İklim Değişikliğiyle İlgili Felaketler İçin Savunmasız Ülkeler Korunmalı

Howden CEO'su David Howden yaptığı konuşmada, iklim değişikliğinin etkileri konusunda özel sektör tarafından atılması gereken adımlara dikkat çekti. İklim değişikliği tehdidine daha çok maruz kalan güney yarımküredeki ülkeler için iklim risklerinin çok daha hayati olduğuna dikkat çeken Howden, “Cambridge Üniversitesi'yle birlikte odak noktasına binaları değil; tüm ülkenin korunmasını alan bir araştırma yaptık. Araştırma raporu, sigortalanabilir olan iklimle ilişkili felaketler nedeniyle en korunmasız ülkelerin GSYH’larının yüzde 100'ünü kaybedilebileceğini gösterdi. İklim değişikliği kaynaklı bir felaket gerçekleştiğinde ve hatta öncesinde müdahale etmek için garanti verilmiş ve önceden kararlaştırılmış bir finansman yapısı kurmak bu ekonomilerin yok olmamasını sağlayacak önemli bir yol olarak karşımıza çıkıyor.” dedi.

Risk altındaki ülkelere daha fazla yatırım yapılmalı

İklim değişikliğinin etkileri söz konusu olduğunda asıl sorunun ülkelerin taşıdıkları riskler nedeniyle sigortalanamaz oluşundan kaynaklanmadığını söyleyen Howden, “Mesele, bu ülkelere gereken oranda prim ödeyecek bir kimse olmayışı” dedi.  Kayıpları GSYH'nın bir yüzdesi olarak ele alan araştırma kapsamında ekonominin tamamına yönelik riski anlayarak, önceden kararlaştırılan finansmana bir garanti vermenin ne kadara mal olacağının hesaplanabildiğini belirten Howden konuşmasında, iklim risklerine çok daha açık ülkelerle birlikte çalışma konusundaki kararlılıklarını vurgulayarak, bu ülkeleri daha fazla yatırım yapılabilir hale getirmenin hayati olduğunu belirtti ve özel sektöre bunun arkasında durması ve projenin hayata geçirilebilmesi için bağışçı ülkelerin destek sağlaması için çağrıda bulundu.
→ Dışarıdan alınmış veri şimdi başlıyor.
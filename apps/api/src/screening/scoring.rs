//! Weighted candidate scoring.
//!
//! Five sub-scores in [0, 1] — skills, experience, education, availability,
//! salary — combine into a 0–100 score rounded to two decimals. The salary
//! sub-score needs population-wide bounds, so scoring is a batch operation:
//! callers compute [`SalaryBounds`] over one consistent snapshot and pass the
//! same bounds to every candidate in that batch.

use std::collections::HashSet;

use crate::screening::features::CandidateFeatures;
use crate::screening::normalize::round2;

/// Default target-skill vocabulary: the competencies the screening pipeline
/// is hiring for. Overridable per run via [`TargetSkills::new`].
pub const DEFAULT_TARGET_SKILLS: &[&str] = &[
    "python",
    "llms",
    "prompt engineering",
    "flask",
    "fastapi",
    "sql",
    "docker",
    "aws",
    "gcp",
    "airflow",
    "annotation tooling",
    "react",
    "next.js",
    "java",
    "c++",
    "ci/cd",
    "mysql",
    "postgres",
    "kubernetes",
];

/// Target-skill vocabulary carried as an explicit configuration value rather
/// than a process-wide constant, so tests and tenants can swap it out.
#[derive(Debug, Clone)]
pub struct TargetSkills {
    skills: Vec<String>,
}

impl TargetSkills {
    /// Builds a vocabulary from arbitrary tokens; entries are trimmed and
    /// lower-cased, empties dropped. Order is preserved.
    pub fn new<I, S>(skills: I) -> Self
    where
        I: IntoIterator<Item = S>,
        S: AsRef<str>,
    {
        Self {
            skills: skills
                .into_iter()
                .map(|s| s.as_ref().trim().to_lowercase())
                .filter(|s| !s.is_empty())
                .collect(),
        }
    }

    pub fn len(&self) -> usize {
        self.skills.len()
    }

    pub fn is_empty(&self) -> bool {
        self.skills.is_empty()
    }

    /// Number of vocabulary skills present in the candidate's skill set.
    pub fn matches(&self, skill_set: &HashSet<String>) -> usize {
        self.skills.iter().filter(|s| skill_set.contains(*s)).count()
    }
}

impl Default for TargetSkills {
    fn default() -> Self {
        Self::new(DEFAULT_TARGET_SKILLS.iter().copied())
    }
}

/// Fixed sub-score weights. Must sum to 1.0.
#[derive(Debug, Clone, Copy)]
pub struct ScoringWeights {
    pub skill: f64,
    pub experience: f64,
    pub education: f64,
    pub availability: f64,
    pub salary: f64,
}

impl Default for ScoringWeights {
    fn default() -> Self {
        Self {
            skill: 0.40,
            experience: 0.20,
            education: 0.10,
            availability: 0.15,
            salary: 0.15,
        }
    }
}

impl ScoringWeights {
    pub fn sum(&self) -> f64 {
        self.skill + self.experience + self.education + self.availability + self.salary
    }
}

/// Population-wide salary bounds for the batch being scored together.
#[derive(Debug, Clone, Copy, PartialEq)]
pub struct SalaryBounds {
    pub min: i64,
    pub max: i64,
}

impl SalaryBounds {
    /// Bounds over a full candidate snapshot. Absent salaries count as zero,
    /// and an empty population yields (0, 1) so every salary sub-score lands
    /// on the neutral 0.5 via the max == min rule downstream of it.
    pub fn from_population<I>(salaries: I) -> Self
    where
        I: IntoIterator<Item = Option<i64>>,
    {
        let mut iter = salaries.into_iter().map(|s| s.unwrap_or(0));
        let Some(first) = iter.next() else {
            return Self { min: 0, max: 1 };
        };
        let (min, max) = iter.fold((first, first), |(lo, hi), s| (lo.min(s), hi.max(s)));
        Self { min, max }
    }
}

/// Fraction of the target vocabulary covered by the candidate.
pub fn skill_score(skill_set: &HashSet<String>, target: &TargetSkills) -> f64 {
    target.matches(skill_set) as f64 / target.len().max(1) as f64
}

/// Linear ramp on years, capped at 10.
pub fn experience_score(experience_years: f64) -> f64 {
    (experience_years / 10.0).clamp(0.0, 1.0)
}

/// Categorical lookup on the lower-cased highest-level label. No label at all
/// scores 0.0; a label that matches no category scores the 0.4 floor.
pub fn education_score(education_level: Option<&str>) -> f64 {
    let Some(label) = education_level else {
        return 0.0;
    };
    let label = label.to_lowercase();
    if label.contains("phd") || label.contains("ph.d") {
        1.0
    } else if label.contains("master") || label.contains("m.s") || label.contains("msc") {
        0.8
    } else if ["bachelor", "b.sc", "b.s", "b.tech", "b.e", "b.a"]
        .iter()
        .any(|needle| label.contains(needle))
    {
        0.6
    } else {
        0.4
    }
}

/// Categorical lookup on the joined availability text. Empty availability is
/// the neutral 0.5, distinct from the 0.6 "present but unrecognized" case.
pub fn availability_score(availability: &[String]) -> f64 {
    if availability.is_empty() {
        return 0.5;
    }
    let joined = availability.join(",").to_lowercase();
    if joined.contains("immediate") || joined.contains("now") {
        1.0
    } else if joined.contains("2 weeks") || joined.contains("two weeks") {
        0.8
    } else if joined.contains("month") {
        0.5
    } else {
        0.6
    }
}

/// Lower salary relative to the population scores higher. Absent salary and a
/// degenerate population (max == min) are both neutral.
pub fn salary_score(salary: Option<i64>, bounds: SalaryBounds) -> f64 {
    let Some(salary) = salary else {
        return 0.5;
    };
    if bounds.max == bounds.min {
        return 0.5;
    }
    let normalized = (bounds.max - salary) as f64 / (bounds.max - bounds.min) as f64;
    normalized.clamp(0.0, 1.0)
}

/// Combined 0–100 score, rounded to two decimals. Pure: identical inputs
/// always reproduce the identical value.
pub fn compute_score(
    features: &CandidateFeatures,
    target: &TargetSkills,
    weights: &ScoringWeights,
    bounds: SalaryBounds,
) -> f64 {
    let combined = weights.skill * skill_score(&features.skill_set, target)
        + weights.experience * experience_score(features.experience_years)
        + weights.education * education_score(features.education_level.as_deref())
        + weights.availability * availability_score(&features.availability)
        + weights.salary * salary_score(features.salary_expectation, bounds);
    round2(combined * 100.0)
}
Howden Türkiye Yönetim Kurulu Başkanı ve Bölge CEO’su Atınç Yılmaz, “Enerji dönüşümünü hızlandırmak, karbon piyasasındaki riskleri azaltmak ve afet yardımı finansmanını güçlendirmek, öncelik verdiğimiz temel konular arasında yer alıyor. İklim değişikliğinden en çok etkilenen bölgelerde yaşayan insanlar için sigorta veya kamu finansmanı son derece düşük seviyelerde. Hayatları ve geçim kaynaklarını kurtarmak gibi hayati bir görev, büyük ölçüde kaynakları her zamankinden daha kısıtlı olan insani yardım kuruluşlarına düşüyor” dedi.